Dunia yang
terus mengalami perkembangan tentu saja lama kelamaan akan membutuhkan
setidaknya sudut pandang yang berbeda dari sudut pandang yang sudah ada,
seperti post-structuralism dan post-colonialism.
Post-strukturalisme yang mulai berkembang dalam Ilmu Hubungan Internasional
sejak tahun 1980, merupakan sudut pandang yang berawal dari adanya rasa tidak
puas terhadap sudut pandang strukturalisme. Campbell (2007) dalam bukunya
menyatakan bahwa sebagai bentuk baru dari strukturalisme, post-strukturalisme
mencoba mendekonstruksi pemikiran strukturalisme yang hanya terfokus terhadap
konstruksi sosial ke pemikiran identitas sebagai pemberi makna objek. Adapun
tokoh besar dari post-strukturalisme ialah Richard Ashley, James der Derian,
Micheal Saphiro, dan R.B.J. Walker (Campbell, 2007). Sedangkan
post-kolonialisme muncul pada tahun 1960-an dan terlahir sebagai kritikan
terhadap konstruksi kolonialisme. Tokoh besar dari perspektif post-kolonialisme
antara lain Franz Fanon, Edward Said, dan Homi Bhabha (Grovogui, 2007). Kedua
perspektif ini memiliki prefix yang sama yakni ‘post’

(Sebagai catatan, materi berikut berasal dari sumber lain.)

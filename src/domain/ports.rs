use crate::core::ingest::CleanOptions;
use crate::domain::model::{Activity, TransformResult};
use crate::output::OutputFormat;
use crate::utils::error::Result;
use async_trait::async_trait;

pub trait Storage: Send + Sync {
    fn read_file(&self, path: &str) -> impl std::future::Future<Output = Result<Vec<u8>>> + Send;
    fn write_file(
        &self,
        path: &str,
        data: &[u8],
    ) -> impl std::future::Future<Output = Result<()>> + Send;
    /// Paths of the regular files directly inside `dir`, sorted.
    fn list_files(&self, dir: &str)
        -> impl std::future::Future<Output = Result<Vec<String>>> + Send;
}

pub trait ConfigProvider: Send + Sync {
    fn input_dir(&self) -> &str;
    fn output_path(&self) -> &str;
    fn output_formats(&self) -> &[OutputFormat];
    fn concurrent_files(&self) -> usize;

    fn file_stem(&self) -> &str {
        "strava_runs"
    }

    fn check_crc(&self) -> bool {
        true
    }

    fn clean_options(&self) -> CleanOptions {
        CleanOptions::default()
    }

    /// Archive name when outputs should be bundled into one ZIP.
    fn zip_bundle(&self) -> Option<&str> {
        None
    }
}

#[derive(Debug, Clone, Default, PartialEq, Eq)]
pub struct LoadSummary {
    pub records: usize,
    pub outputs: Vec<String>,
}

#[async_trait]
pub trait Pipeline: Send + Sync {
    async fn extract(&self) -> Result<Vec<Activity>>;
    async fn transform(&self, data: Vec<Activity>) -> Result<TransformResult>;
    async fn load(&self, result: TransformResult) -> Result<LoadSummary>;
}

yang berarti bahwa kedua perspektif ini bersifat mengkritisi pandangan yang
telah ada, mereka membahasnya dengan lebih mendalam (Dugis, 2013).
Seperti pada umumnya, post-strukturalisme juga memiliki beberapa asumsi dasar.
Pertama, pandangan ini terus mempertanyakan dan mengkritisi segala sesuatu
dalam hal ini adalah teori “mainstream” dalam hubungan internasional
(Wardhani, 2013). Kedua, pandangan postif terhadap kritik. Kritik diartikan
sebagai bentuk dari sebuah usaha sehingga kritik tidak sepenuhnya berarti
penolakan. Terakhir, pandangan mengenai interpretasi dan representasi merupakan
hal yang sangat dibutuhkan dalam politik internasional yang mempercayai adanya
keterkaitan yang berkesinambungan antara ilmu pengetahuan dan kekuatan.
Sehingga apa yang ada merupakan hasil dari konstruksi manusia karena ilmu
pengetahuan merupakan hasil konstruksi sosial. Post-strukturalisme mencoba
mengkritisi strukturalisme dengan mengkritisi bahwa strukturalisme sangat
mengagungkan kebenaran yang mutlak terhadap suatu hal. Berangkat dari kritisi
itulah muncul gagasan dari post-strukturalisme dengan mempertanyakan kebenaran
serta hal-hal yang dapat dijadikan dasar. Post-strukturalisme menyatakan
apa yang terjadi dan berkembang saat ini merupakan produk sejarah berikut
aspek-aspek yang di masa lalu yang bersinergi ataupun justru terpecah dan
menciptakan gagasan mengenai hegemoni dan kekuatan (Champbell, 2007).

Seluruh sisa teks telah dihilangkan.